- [HOW TO COMPLETE THIS TASK]: Scan the records below for the line with "use crate::document::Phrase;" and the line with "let attributes = &phrase.attributes;". Repeat those two lines and every line between them exactly, and nothing else.

------ RECORDS ------

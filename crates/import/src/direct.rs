//! Direct field updates for phrases carrying `itemid` and `fieldid`

use crate::context::{PhraseOutcome, RunContext};
use crate::document::Phrase;
use crate::error::PhraseSkip;
use crate::fields::update_fields;
use crate::reconcile::{reconcile, DictionaryTarget};
use crate::section::SectionCache;
use anyhow::Result;
use phrasebook_core::{ContentStore, ItemId, Record};
use tracing::debug;

/// Write the phrase's languages into one field of an existing record
///
/// A missing record whose `path` lies under the dictionary is reconciled
/// as a dictionary phrase instead.
pub fn update_direct(
    ctx: &RunContext<'_>,
    store: &dyn ContentStore,
    dictionary: &DictionaryTarget<'_>,
    cache: &mut SectionCache,
    phrase: &Phrase,
) -> Result<PhraseOutcome> {
    let attributes = &phrase.attributes;

    match find_record(store, &attributes.item_id)? {
        Some(record) => {
            let written = update_fields(ctx, store, &record, &attributes.field_id, phrase)?;
            Ok(PhraseOutcome::Updated {
                record: record.id,
                written,
            })
        }
        None if attributes.path.starts_with(&ctx.config.dictionary_path_prefix) => {
            debug!(item = %attributes.item_id, path = %attributes.path, "Redirecting to dictionary");
            reconcile(ctx, dictionary, cache, phrase)
        }
        None => Ok(PhraseOutcome::Skipped(PhraseSkip::ItemNotFound(
            attributes.item_id.clone(),
        ))),
    }
}

/// Look up `reference` as an identifier, or as an absolute path
fn find_record(store: &dyn ContentStore, reference: &str) -> Result<Option<Record>> {
    let reference = reference.trim();
    match ItemId::parse(reference) {
        Ok(id) => store.get(&id),
        Err(_) if reference.starts_with('/') => store.get_by_path(reference),
        Err(_) => Ok(None),
    }
}
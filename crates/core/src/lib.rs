//! Phrasebook Core - record addressing and store collaborators
//!
//! This crate provides:
//! - Deterministic BLAKE3-derived record identifiers
//! - The record model (records, fields, templates, languages)
//! - Store collaborator traits and the edit bracket
//! - Record naming rules
//! - An in-memory reference store

pub mod hash;
pub mod memory;
pub mod naming;
pub mod store;
pub mod tree;

// Re-export main types for convenience
pub use hash::{derive_id, derive_id_with, Blake3Identity, IdentityScheme, ItemId};
pub use memory::{ItemSnapshot, MemoryStore, StoreSnapshot};
pub use naming::{NamingPolicy, StandardNamingPolicy};
pub use store::{ContentStore, DomainLookup, Editing, StoreProvider, StoreRegistry};
pub use tree::{Field, FieldDef, Language, Lineage, Record, Template};

/// Common result type used throughout phrasebook-core
pub type Result<T> = anyhow::Result<T>;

------

- [OUTPUT OF THE TASK]:
use crate::document::Phrase;
use crate::error::PhraseSkip;
use crate::fields::update_fields;
use crate::reconcile::{reconcile, DictionaryTarget};
use crate::section::SectionCache;
use anyhow::Result;
use phrasebook_core::{ContentStore, ItemId, Record};
use tracing::debug;

/// Write the phrase's languages into one field of an existing record
///
/// A missing record whose `path` lies under the dictionary is reconciled
/// as a dictionary phrase instead.
pub fn update_direct(
    ctx: &RunContext<'_>,
    store: &dyn ContentStore,
    dictionary: &DictionaryTarget<'_>,
    cache: &mut SectionCache,
    phrase: &Phrase,
) -> Result<PhraseOutcome> {
    let attributes = &phrase.attributes;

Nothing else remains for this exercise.